If you are asking for human attention, demonstrate human effort
Points and comments are a snapshot, not live.
When sharing AI-generated work with teammates, label it clearly and add human commentary to show respect for their attention.
The author argues that as AI generates increasing amounts of code, documentation, and analysis, teams face a new etiquette question: when is it appropriate to send AI output to colleagues. The core principle offered is that requesting human attention demands demonstration of human effort. The author describes a past experience where a teammate sent AI-generated criticism without reading it themselves, then asks why the recipient should read something the sender deemed not worth their time. The recommendation is to clearly label AI-generated content, add personal commentary alongside it, and always review AI code before requesting review from others. This respects scarce attention and maintains humanity in collaborative work.
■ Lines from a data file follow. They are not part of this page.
//! Block store shared by every simulated node, and per-node chain and
//! mempool views over it.

use std::collections::{HashMap, HashSet};

use regnet_common::{
    amount::Amount,
    block::{Block, BlockHeader, BlockTransaction, ProofOfWorkSolver},
    config::{COIN, COINBASE_MATURITY},
    crypto::Hash,
    serializer::Serializer,
    transaction::{OutPoint, Transaction, TxInput, TxOutput},
};

use super::wallet::{signature_hash, verify_input};
use crate::rpc::error::{RPC_VERIFY_ERROR, RPC_VERIFY_REJECTED};
use crate::rpc::{RpcError, RpcResult};

// Regtest compact target and genesis time
pub(crate) const REGTEST_BITS: u32 = 0x207f_ffff;
const GENESIS_TIME: u32 = 1_296_688_602;
const HALVING_INTERVAL: u64 = 150;
const BLOCK_VERSION: u32 = 0x2000_0000;

pub(crate) fn block_subsidy(height: u64) -> Amount {
    let halvings = height / HALVING_INTERVAL;
    if halvings >= 64 {
        return Amount::ZERO;
    }
    Amount::from_sat((50 * COIN) >> halvings)
}

pub(crate) struct StoredBlock {
    pub block: Block,
    pub height: u64,
}

/// An unspent output as seen by one node.
#[derive(Debug, Clone)]
pub(crate) struct Coin {
    pub output: TxOutput,
    // None while unconfirmed
    pub height: Option<u64>,
    pub coinbase: bool,
}

/// Every block and transaction any simulated node has produced.
pub(crate) struct Ledger {
    blocks: HashMap<Hash, StoredBlock>,
    transactions: HashMap<Hash, Transaction>,
    genesis: Hash,
    extra_nonce: u64,
}

impl Ledger {
    pub fn new() -> Self {
        // Unspendable genesis coinbase
        let coinbase = Transaction::new(
            vec![coinbase_input(0, 0)],
            vec![TxOutput::new(block_subsidy(0), vec![0x6a])],
        );
        let tx = BlockTransaction::new(coinbase.clone());
        let merkle_root = tx.hash();
        let header = BlockHeader::new(1, Hash::zero(), merkle_root, GENESIS_TIME, REGTEST_BITS, 2);
        let block = Block::new(header, vec![tx]);
        let genesis = block.hash();

        let mut ledger = Self {
            blocks: HashMap::new(),
            transactions: HashMap::new(),
            genesis,
            extra_nonce: 1,
        };
        ledger.transactions.insert(coinbase.hash(), coinbase);
        ledger.blocks.insert(genesis, StoredBlock { block, height: 0 });
        ledger
    }

    pub fn genesis(&self) -> Hash {
        self.genesis
    }

    pub fn block(&self, hash: &Hash) -> Option<&StoredBlock> {
        self.blocks.get(hash)
    }

    pub fn transaction(&self, hash: &Hash) -> Option<&Transaction> {
        self.transactions.get(hash)
    }

    pub fn remember(&mut self, tx: Transaction) -> Hash {
        let hash = tx.hash();
        self.transactions.entry(hash).or_insert(tx);
        hash
    }

    /// Mine one block on top of `chain` paying `subsidy + fees` to
    /// `payout`, including `txs` in order.
    pub fn mine(
        &mut self,
        chain: &[Hash],
        payout: Vec<u8>,
        txs: Vec<Transaction>,
        fees: Amount,
    ) -> RpcResult<Hash> {
        let tip = *chain
            .last()
            .ok_or_else(|| RpcError::node(RPC_VERIFY_ERROR, "empty chain"))?;
        let (prev_time, prev_height) = match self.blocks.get(&tip) {
            Some(stored) => (stored.block.header().timestamp, stored.height),
            None => return Err(RpcError::node(RPC_VERIFY_ERROR, "unknown tip")),
        };
        let height = prev_height + 1;

        let coinbase = Transaction::new(
            vec![coinbase_input(height, self.extra_nonce)],
            vec![TxOutput::new(block_subsidy(height) + fees, payout)],
        );
        self.extra_nonce += 1;

        let mut transactions = vec![BlockTransaction::new(coinbase.clone())];
        transactions.extend(txs.iter().cloned().map(BlockTransaction::new));
        let header = BlockHeader::new(BLOCK_VERSION, tip, Hash::zero(), 0, REGTEST_BITS, 0);
        let mut block = Block::new(header, transactions);
        let merkle_root = block.compute_merkle_root();
        block.header_mut().merkle_root = merkle_root;

        let now = chrono::Utc::now().timestamp() as u32;
        let target = block
            .header()
            .target()
            .ok_or_else(|| RpcError::node(RPC_VERIFY_ERROR, "bad target"))?;
        let solution = ProofOfWorkSolver::new()
            .with_start_time(now.max(prev_time + 1))
            .with_progress_interval(u64::MAX)
            .solve(&block.header().to_bytes(), &target)
            .map_err(|e| RpcError::node(RPC_VERIFY_ERROR, e.to_string()))?;
        if !solution.solved {
            return Err(RpcError::node(RPC_VERIFY_ERROR, "proof of work not found"));
        }
        *block.header_mut() = BlockHeader::from_bytes(&solution.header)
            .map_err(|e| RpcError::node(RPC_VERIFY_ERROR, e.to_string()))?;

        let hash = block.hash();
        self.transactions.insert(coinbase.hash(), coinbase);
        for tx in txs {
            self.transactions.insert(tx.hash(), tx);
        }
        self.blocks.insert(hash, StoredBlock { block, height });
        Ok(hash)
    }

    /// Whether a block of `chain` contains `tx`.
    pub fn chain_contains(&self, chain: &[Hash], tx: &Hash) -> bool {
        chain.iter().any(|hash| {
            self.blocks.get(hash).map_or(false, |stored| {
                stored.block.transactions().iter().any(|t| t.hash() == *tx)
            })
        })
    }

    /// Unspent outputs of `chain`, then of `mempool` applied in order.
    pub fn view(&self, chain: &[Hash], mempool: &[Hash]) -> UtxoView {
        let mut view = UtxoView::default();
        for hash in chain {
            if let Some(stored) = self.blocks.get(hash) {
                for tx in stored.block.transactions() {
                    view.apply(tx.transaction(), Some(stored.height));
                }
            }
        }
        view.tip_height = chain.len().saturating_sub(1) as u64;
        for hash in mempool {
            if let Some(tx) = self.transactions.get(hash) {
                view.apply(tx, None);
            }
        }
        view
    }
}

fn coinbase_input(height: u64, extra_nonce: u64) -> TxInput {
    let mut input = TxInput::new(OutPoint::new(Hash::zero(), u32::MAX));
    input.script_sig.push(8);
    input.script_sig.extend_from_slice(&height.to_le_bytes());
    input.script_sig.push(8);
    input.script_sig.extend_from_slice(&extra_nonce.to_le_bytes());
    input
}

#[derive(Default)]
pub(crate) struct UtxoView {
    pub coins: HashMap<OutPoint, Coin>,
    // Outputs spent by unconfirmed transactions
    pub spent_in_mempool: HashSet<OutPoint>,
    pub tip_height: u64,
}

impl UtxoView {
    fn apply(&mut self, tx: &Transaction, height: Option<u64>) {
        let coinbase = tx.is_coinbase();
        if !coinbase {
            for input in &tx.inputs {
                self.coins.remove(&input.prevout);
                if height.is_none() {
                    self.spent_in_mempool.insert(input.prevout);
                }
            }
        }
        let hash = tx.hash();
        for (index, output) in tx.outputs.iter().enumerate() {
            self.coins.insert(
                OutPoint::new(hash, index as u32),
                Coin {
                    output: output.clone(),
                    height,
                    coinbase,
                },
            );
        }
    }

    pub fn is_mature(&self, coin: &Coin) -> bool {
        match coin.height {
            Some(height) if coin.coinbase => self.tip_height + 1 - height >= COINBASE_MATURITY,
            _ => true,
        }
    }

    /// The wallet waits one block longer than consensus before it counts
    /// or spends a coinbase output.
    pub fn is_wallet_mature(&self, coin: &Coin) -> bool {
        match coin.height {
            Some(height) if coin.coinbase => self.tip_height.saturating_sub(height) >= COINBASE_MATURITY,
            _ => true,
        }
    }

    /// Check `tx` for admission on top of this view and return its fee.
    pub fn check(&self, tx: &Transaction) -> RpcResult<Amount> {
        if tx.is_coinbase() {
            return Err(RpcError::node(RPC_VERIFY_REJECTED, "coinbase"));
        }
        if tx.inputs.is_empty() {
            return Err(RpcError::node(RPC_VERIFY_REJECTED, "bad-txns-vin-empty"));
        }
        if tx.outputs.is_empty() {
            return Err(RpcError::node(RPC_VERIFY_REJECTED, "bad-txns-vout-empty"));
        }

        let mut seen = HashSet::new();
        let mut total_in = Amount::ZERO;
        for (index, input) in tx.inputs.iter().enumerate() {
            if !seen.insert(input.prevout) {
                return Err(RpcError::node(RPC_VERIFY_REJECTED, "bad-txns-inputs-duplicate"));
            }
            let coin = match self.coins.get(&input.prevout) {
                Some(coin) => coin,
                None if self.spent_in_mempool.contains(&input.prevout) => {
                    return Err(RpcError::node(RPC_VERIFY_REJECTED, "txn-mempool-conflict"))
                }
                None => {
                    return Err(RpcError::node(
                        RPC_VERIFY_ERROR,
                        "bad-txns-inputs-missingorspent",
                    ))
                }
            };
            if !self.is_mature(coin) {
                return Err(RpcError::node(
                    RPC_VERIFY_REJECTED,
                    "bad-txns-premature-spend-of-coinbase",
                ));
            }
            if !verify_input(
                &input.script_sig,
                &coin.output.script_pubkey,
                &signature_hash(tx, index),
            ) {
                return Err(RpcError::node(
                    RPC_VERIFY_REJECTED,
                    "mandatory-script-verify-flag-failed",
                ));
            }
            total_in = total_in + coin.output.amount;
        }

        total_in
            .checked_sub(tx.total_output())
            .ok_or_else(|| RpcError::node(RPC_VERIFY_REJECTED, "bad-txns-in-belowout"))
    }
}

#[cfg(test)]
mod tests {
    use super::*;
    use crate::node::NodeId;
    use crate::sim::wallet::{script_for_address, Wallet};

    #[test]
    fn test_subsidy_halves() {
        assert_eq!(block_subsidy(1), Amount::from_sat(50 * COIN));
        assert_eq!(block_subsidy(150), Amount::from_sat(25 * COIN));
        assert_eq!(block_subsidy(150 * 64), Amount::ZERO);
    }

    #[test]
    fn test_mined_blocks_are_valid() {
        let mut ledger = Ledger::new();
        let mut chain = vec![ledger.genesis()];
        for _ in 0..3 {
            let hash = ledger.mine(&chain, vec![0x51], Vec::new(), Amount::ZERO).unwrap();
            chain.push(hash);
        }
        let tip = ledger.block(&chain[3]).unwrap();
        assert_eq!(tip.height, 3);
        assert_eq!(tip.block.header().prev_block, chain[2]);
        assert!(tip.block.has_valid_merkle_root());
        let target = tip.block.header().target().unwrap();
        assert_eq!(
            tip.block.hash().cmp_reversed(&target),
            std::cmp::Ordering::Less
        );
    }

    #[test]
    fn test_coinbase_maturity_and_spend() {
        let mut wallet = Wallet::new(&NodeId::new("127.0.0.1", 1, 2));
        let script = script_for_address(&wallet.new_address()).unwrap();
        let mut ledger = Ledger::new();
        let mut chain = vec![ledger.genesis()];
        chain.push(ledger.mine(&chain, script.clone(), Vec::new(), Amount::ZERO).unwrap());

        let coinbase = ledger.block(&chain[1]).unwrap().block.transactions()[0].hash();
        let mut tx = Transaction::new(
            vec![TxInput::new(OutPoint::new(coinbase, 0))],
            vec![TxOutput::new(Amount::from_sat(49 * COIN), vec![0x51])],
        );
        assert!(wallet.sign_input(&mut tx, 0, &script));

        let err = ledger.view(&chain, &[]).check(&tx).unwrap_err();
        assert!(err.to_string().contains("premature"));

        for _ in 0..99 {
            chain.push(ledger.mine(&chain, vec![0x51], Vec::new(), Amount::ZERO).unwrap());
        }
        let fee = ledger.view(&chain, &[]).check(&tx).unwrap();
        assert_eq!(fee, Amount::from_sat(COIN));

        // A second spend of the same output conflicts with the first
        let first = ledger.remember(tx.clone());
        tx.outputs[0].amount = Amount::from_sat(48 * COIN);
        assert!(wallet.sign_input(&mut tx, 0, &script));
        let err = ledger.view(&chain, &[first]).check(&tx).unwrap_err();
        assert_eq!(err.code(), Some(RPC_VERIFY_REJECTED));
    }
}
What commenters are saying
Commenters split on whether the issue is AI quality or human effort. Some argue AI often produces poor output and that labeling doesn't fix fundamental quality problems. Others contend the real problem is verbosity and lack of concision, noting that AI text tends to be lengthy and repetitive regardless of source, and that people should focus on brevity whether using AI or not. A strong thread argues that effort itself is not the measure of respect; usefulness to the recipient is what matters. Several commenters note that receiving unlabeled AI text is obvious anyway after reading it repeatedly. One comment flags that cheap models can hallucinate quotes and figures, requiring validation. There is broad agreement that the core issue is cognitive load and wasted time, not necessarily effort expended by the sender.